Комплайенс зависит от ряда факторов, среди которых наличие когнитивных нарушений, поведенческие нарушения, в том числе депрессия, побочные эффекты препарата, недостаточное доверие к препарату, недостаточное осознание заболевания, сложность предписанного режима. Сложность предписанного режима является одним из самых значимых факторов, влияющих на комплайенс, поэтому чрезвычайно важно отдавать предпочтение препаратам, которые применяются один раз в сутки [35–39].

Ингибиторы холинэстеразы нужно принимать длительно (2a, A) и избегать больших перерывов в лечении (2b, A).

Субанализ двойных слепых исследований показал, что у пациентов с короткими перерывами в лечении показатели функционального состояния были выше, чем у тех, кто делал более длительные перерывы в лечении.

В случаях если показатель по MMSE ≤ 10 баллов, нельзя прекращать применение ингибиторов холин-эстеразы (1a, A).

В двойных слепых рандомизированных плацебо-контролируемых исследованиях донепезила у пациентов с показателями 1–10 баллов по MMSE продемонстрировано улучшение познавательных функций и повседневного функционирования по сравнению с плацебо [41–43]. В настоящее время в Европе проходит утверждение терапия ингибиторами холинэстеразы при тяжелой деменции. Недоступны данные для других ингибиторов холинэстеразы. Мы предполагаем, что этот класс препаратов также эффективен и в случаях тяжелой деменции при болезни Альцгеймера; однако процитированные доказательства с уровнем 1a существуют только для донепезила.

Рекомендуется поменять препарат в случаях непереносимости (A) и рассмотреть эту возможность при плохой эффективности (C).

Ингибиторы холинэстеразы имеют различные фармакологические характеристики.

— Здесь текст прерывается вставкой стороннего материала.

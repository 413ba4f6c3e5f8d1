pub mod events;
pub mod payments;
pub mod prices;
pub mod schedule;
pub mod seats;
//! CLI command definitions and dispatch.

pub mod hold;
pub mod plan;
pub mod price;
pub mod schedule;
pub mod seats;

use std::path::Path;
use std::sync::Arc;

use anyhow::Context as _;
use apollo_booking::SeatMap;
use apollo_core::{Clock, SessionStore, SystemClock};
use apollo_planner::DraftPlan;
use apollo_shared::SeatCoord;
use apollo_store::{Config, RestClient};
use clap::{Parser, Subcommand};
use serde::Serialize;

/// Cinema box office: seat holds, ticket prices and showtime planning
#[derive(Debug, Parser)]
#[command(name = "apollo", version, about, long_about = None)]
pub struct Cli {
    /// Print results as JSON
    #[arg(long, global = true)]
    pub json: bool,

    #[command(subcommand)]
    pub command: Commands,
}

#[derive(Debug, Subcommand)]
pub enum Commands {
    /// Show the seat map of a showtime
    Seats(seats::SeatsArgs),
    /// Hold seats, then wait for expiry or check out
    Hold(hold::HoldArgs),
    /// Quote ticket prices for a showtime
    Price(price::PriceArgs),
    /// Plan showtimes for a day
    Plan(plan::PlanArgs),
    /// Change an existing showtime
    Schedule(schedule::ScheduleArgs),
}

impl Cli {
    pub async fn execute(&self, config: Config) -> anyhow::Result<()> {
        let ctx = Context::new(config, self.json)?;
        match &self.command {
            Commands::Seats(args) => seats::execute(args, &ctx).await,
            Commands::Hold(args) => hold::execute(args, &ctx).await,
            Commands::Price(args) => price::execute(args, &ctx).await,
            Commands::Plan(args) => plan::execute(args, &ctx).await,
            Commands::Schedule(args) => schedule::execute(args, &ctx).await,
        }
    }
}

/// Shared state for one CLI invocation.
pub struct Context {
    pub config: Config,
    pub client: Arc<RestClient>,
    pub clock: Arc<dyn Clock>,
    json: bool,
}

impl Context {
    fn new(config: Config, json: bool) -> anyhow::Result<Self> {
        let session = Arc::new(SessionStore::new());
        if let Some(token) = &config.api.token {
            session.start(token.clone());
        }
        let client = RestClient::new(&config.api, session).context("Failed to build API client")?;

        Ok(Self {
            config,
            client: Arc::new(client),
            clock: Arc::new(SystemClock),
            json,
        })
    }

    /// Print `value` as JSON with `--json`, otherwise the text rendering.
    pub fn emit<T: Serialize>(&self, value: &T, text: impl FnOnce() -> String) -> anyhow::Result<()> {
        if self.json {
            println!("{}", serde_json::to_string_pretty(value)?);
        } else {
            println!("{}", text());
        }
        Ok(())
    }

    pub fn is_json(&self) -> bool {
        self.json
    }

    /// Seat grid of the configured venue, nothing blocked yet.
    pub fn seat_map(&self) -> SeatMap {
        let venue = &self.config.venue;
        SeatMap::with_dimensions(venue.rows, venue.cols, &venue.unavailable)
    }
}

/// `ROW:COL`, zero-based.
pub fn parse_seat(raw: &str) -> Result<SeatCoord, String> {
    let (row, col) = raw
        .split_once(':')
        .ok_or_else(|| format!("expected ROW:COL, got '{}'", raw))?;
    let row = row.trim().parse().map_err(|_| format!("bad row in '{}'", raw))?;
    let col = col.trim().parse().map_err(|_| format!("bad column in '{}'", raw))?;
    Ok(SeatCoord::new(row, col))
}

/// Read a draft plan from a JSON file, or start an empty one.
pub fn load_plan(path: Option<&Path>, halls: &[u32]) -> anyhow::Result<DraftPlan> {
    let mut plan = match path {
        Some(path) => {
            let raw = std::fs::read_to_string(path)
                .with_context(|| format!("Failed to read plan {}", path.display()))?;
            serde_json::from_str(&raw).with_context(|| format!("Invalid plan {}", path.display()))?
        }
        None => DraftPlan::default(),
    };
    plan.ensure_halls(halls);
    Ok(plan)
}

#[cfg(test)]
mod tests {
    use super::*;

    #[test]
    fn test_parse_seat() {
        assert_eq!(parse_seat("3:7"), Ok(SeatCoord::new(3, 7)));
        assert_eq!(parse_seat(" 0 : 1 "), Ok(SeatCoord::new(0, 1)));
        assert!(parse_seat("B7").is_err());
        assert!(parse_seat("1:-2").is_err());
    }

    #[test]
    fn test_cli_parses_plan_copy() {
        let cli = Cli::try_parse_from([
            "apollo", "plan", "copy", "2025-03-15", "--halls", "1,2", "--dates", "2025-03-16,2025-03-18",
        ])
        .unwrap();
        assert!(matches!(cli.command, Commands::Plan(_)));
    }
}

Поэтому, возможно, имеет смысл заменить один препарат другим в случаях непереносимости или неэффективности.

Неясными являются доказательства превосходства одних ингибиторов холинэстеразы над другими (1b, B).

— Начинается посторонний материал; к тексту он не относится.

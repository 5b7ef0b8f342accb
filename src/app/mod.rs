// Application layer: the pharmacy screen and what it presents.

pub mod permission;
pub mod render;
pub mod screen;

Существуют открытые непосредственные сравнения донепезила и галантамина, а также донепезила и ривастигмина [33]. В рандомизированном исследовании сравнивались донепезил и ривастигмин на протяжении двух лет, было продемонстрировано отсутствие отличий [44].

Мемантин рекомендуется для пациентов с умеренно тяжелой деменцией при болезни Альцгеймера (MMSE 11–19 баллов) (1a, B).

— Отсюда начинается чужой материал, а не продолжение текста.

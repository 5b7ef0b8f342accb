use crate::app::screen::{FailureKind, LoadStatus, PharmacyCard, PharmacyScreen};
use crate::core::links;
use crate::domain::contacts::DirectoryContact;
use crate::domain::model::PharmacyRecord;
use crate::domain::ports::{Clock, PharmacyDirectory};
use crate::utils::error::Result;
use serde::Serialize;
use std::fmt;

pub const OPEN_TITLE: &str = "ABERTAS AGORA";
pub const CLOSED_TITLE: &str = "FECHADAS AGORA";

/// Plain-text rendering of the two sections, or of the failure banner.
pub fn render_text<D: PharmacyDirectory, C: Clock>(screen: &PharmacyScreen<D, C>) -> String {
    TextListing(screen).to_string()
}

struct TextListing<'a, D: PharmacyDirectory, C: Clock>(&'a PharmacyScreen<D, C>);

impl<D: PharmacyDirectory, C: Clock> fmt::Display for TextListing<'_, D, C> {
    fn fmt(&self, f: &mut fmt::Formatter<'_>) -> fmt::Result {
        let screen = self.0;

        match screen.status() {
            LoadStatus::Failed(kind) => {
                return writeln!(
                    f,
                    "Não foi possível carregar as farmácias ({}).",
                    failure_label(kind)
                );
            }
            // transient, never seen after activation returns
            LoadStatus::Idle | LoadStatus::Loading => return writeln!(f, "Carregando..."),
            LoadStatus::Cancelled => return writeln!(f, "Carregamento cancelado."),
            LoadStatus::Loaded => {}
        }

        if let Some(at) = screen.classified_at() {
            writeln!(f, "Horário de referência: {}", at)?;
        }

        write_section(f, OPEN_TITLE, screen.open_cards(), "Nenhuma farmácia aberta no momento.")?;
        write_section(f, CLOSED_TITLE, screen.closed_cards(), "Nenhuma farmácia fechada no momento.")
    }
}

fn write_section(
    f: &mut fmt::Formatter<'_>,
    title: &str,
    cards: &[PharmacyCard],
    empty: &str,
) -> fmt::Result {
    writeln!(f, "\n{} ({})", title, cards.len())?;
    if cards.is_empty() {
        return writeln!(f, "  {}", empty);
    }

    for card in cards {
        let record = card.record();
        let marker = if card.is_expanded() { "▾" } else { "▸" };
        writeln!(
            f,
            "  {} {}  {}–{}",
            marker, record.name, record.opens_at, record.closes_at
        )?;

        if card.is_expanded() {
            writeln!(f, "      Endereço: {}", record.address)?;
            writeln!(f, "      Telefone: {}", record.phone)?;
            writeln!(f, "      Ligar:    {}", card.call_link())?;
            writeln!(f, "      Maps:     {}", card.google_maps_link())?;
            writeln!(f, "      Waze:     {}", card.waze_link())?;
        }
    }

    Ok(())
}

fn failure_label(kind: FailureKind) -> &'static str {
    match kind {
        FailureKind::Network => "serviço indisponível",
        FailureKind::MalformedPayload => "resposta inválida",
        FailureKind::InvalidTimeFormat => "horário inválido",
    }
}

#[derive(Serialize)]
struct ListingJson<'a> {
    status: &'static str,
    #[serde(skip_serializing_if = "Option::is_none")]
    reason: Option<FailureKind>,
    at: Option<String>,
    open: Vec<&'a PharmacyRecord>,
    closed: Vec<&'a PharmacyRecord>,
}

pub fn render_json<D: PharmacyDirectory, C: Clock>(screen: &PharmacyScreen<D, C>) -> Result<String> {
    let listing = ListingJson {
        status: screen.status().label(),
        reason: match screen.status() {
            LoadStatus::Failed(kind) => Some(kind),
            _ => None,
        },
        at: screen.classified_at().map(|t| t.to_string()),
        open: screen.open_cards().iter().map(PharmacyCard::record).collect(),
        closed: screen.closed_cards().iter().map(PharmacyCard::record).collect(),
    };
    Ok(serde_json::to_string_pretty(&listing)?)
}

pub fn render_contacts(contacts: &[DirectoryContact]) -> String {
    let lines = contacts.iter().map(|contact| {
        format!(
            "  {}: {}  ({})\n",
            contact.name,
            contact.phone,
            links::call_link(&contact.phone)
        )
    });
    std::iter::once("+FARMÁCIAS\n".to_string()).chain(lines).collect()
}

#[cfg(test)]
mod tests {
    use super::*;
    use crate::adapters::clock::FixedClock;
    use crate::domain::contacts::default_contacts;
    use async_trait::async_trait;

    struct Fixed(Vec<PharmacyRecord>);

    #[async_trait]
    impl PharmacyDirectory for Fixed {
        async fn fetch_all(&self) -> Result<Vec<PharmacyRecord>> {
            Ok(self.0.clone())
        }
    }

    struct Broken;

    #[async_trait]
    impl PharmacyDirectory for Broken {
        async fn fetch_all(&self) -> Result<Vec<PharmacyRecord>> {
            Err(crate::utils::error::FarmaError::UnexpectedStatus {
                status: 503,
                url: "http://localhost:3000/farmacias".to_string(),
            })
        }
    }

    struct Hanging;

    #[async_trait]
    impl PharmacyDirectory for Hanging {
        async fn fetch_all(&self) -> Result<Vec<PharmacyRecord>> {
            std::future::pending().await
        }
    }

    fn drogal() -> PharmacyRecord {
        PharmacyRecord {
            name: "Drogal".to_string(),
            address: "Rua Sete de Setembro, 100".to_string(),
            phone: "(14) 3642-3242".to_string(),
            latitude: -22.07,
            longitude: -48.74,
            opens_at: "08:00".to_string(),
            closes_at: "22:00".to_string(),
        }
    }

    #[tokio::test]
    async fn test_render_text_sections() {
        let mut screen = PharmacyScreen::new(Fixed(vec![drogal()]), FixedClock::at(10, 0));
        screen.activate().await;

        let collapsed = render_text(&screen);
        assert!(collapsed.contains("ABERTAS AGORA (1)"));
        assert!(collapsed.contains("FECHADAS AGORA (0)"));
        assert!(collapsed.contains("▸ Drogal  08:00–22:00"));
        assert!(!collapsed.contains("Endereço"));

        screen.open_cards_mut()[0].toggle();
        let expanded = render_text(&screen);
        assert!(expanded.contains("Endereço: Rua Sete de Setembro, 100"));
        assert!(expanded.contains("tel:(14)3642-3242"));
    }

    #[tokio::test]
    async fn test_render_failure_banner() {
        let mut screen = PharmacyScreen::new(Broken, FixedClock::at(10, 0));
        screen.activate().await;

        let text = render_text(&screen);
        assert!(text.starts_with("Não foi possível carregar as farmácias"));
        assert!(!text.contains("ABERTAS AGORA"));
    }

    #[tokio::test]
    async fn test_render_json() {
        let mut screen = PharmacyScreen::new(Fixed(vec![drogal()]), FixedClock::at(23, 0));
        screen.activate().await;

        let json: serde_json::Value = serde_json::from_str(&render_json(&screen).unwrap()).unwrap();
        assert_eq!(json["status"], "loaded");
        assert_eq!(json["at"], "23:00");
        assert_eq!(json["open"].as_array().unwrap().len(), 0);
        assert_eq!(json["closed"][0]["nome"], "Drogal");
    }

    #[tokio::test]
    async fn test_render_before_activation_and_after_teardown() {
        let screen = PharmacyScreen::new(Fixed(vec![drogal()]), FixedClock::at(10, 0));
        assert_eq!(render_text(&screen), "Carregando...\n");

        let mut screen = PharmacyScreen::new(Hanging, FixedClock::at(10, 0));
        screen.activate_until(async {}).await;
        assert_eq!(render_text(&screen), "Carregamento cancelado.\n");
    }

    #[test]
    fn test_render_contacts() {
        let text = render_contacts(&default_contacts());
        assert!(text.starts_with("+FARMÁCIAS\n"));
        assert!(text.contains("Drogasil: (14) 3642-6262  (tel:(14)3642-6262)\n"));
        assert_eq!(text.lines().count(), 4);
    }
}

В случае непереносимости ингибиторов холинэстеразы пациентам с легкой/умеренной тяжестью деменции при болезни Альцгеймера рекомендуется мемантин (MMSE 11–19 баллов — 1a, 20–22 балла — 1b, B).

Если предполагается плохая эффективность ингибиторов холинэстеразы, также рекомендуется их сменить на мемантин у пациентов с легкой/умеренной тяжестью деменции при болезни Альцгеймера (2b, B).

Мемантин был одобрен Европейским агентством оценки медикаментов для лечения болезни Альцгеймера умеренной степени тяжести (11–19 баллов по MMSE) в октябре 2005 года.

1.2. Тяжелые формы деменции при болезни Альцгеймера (MMSE 1–10 баллов)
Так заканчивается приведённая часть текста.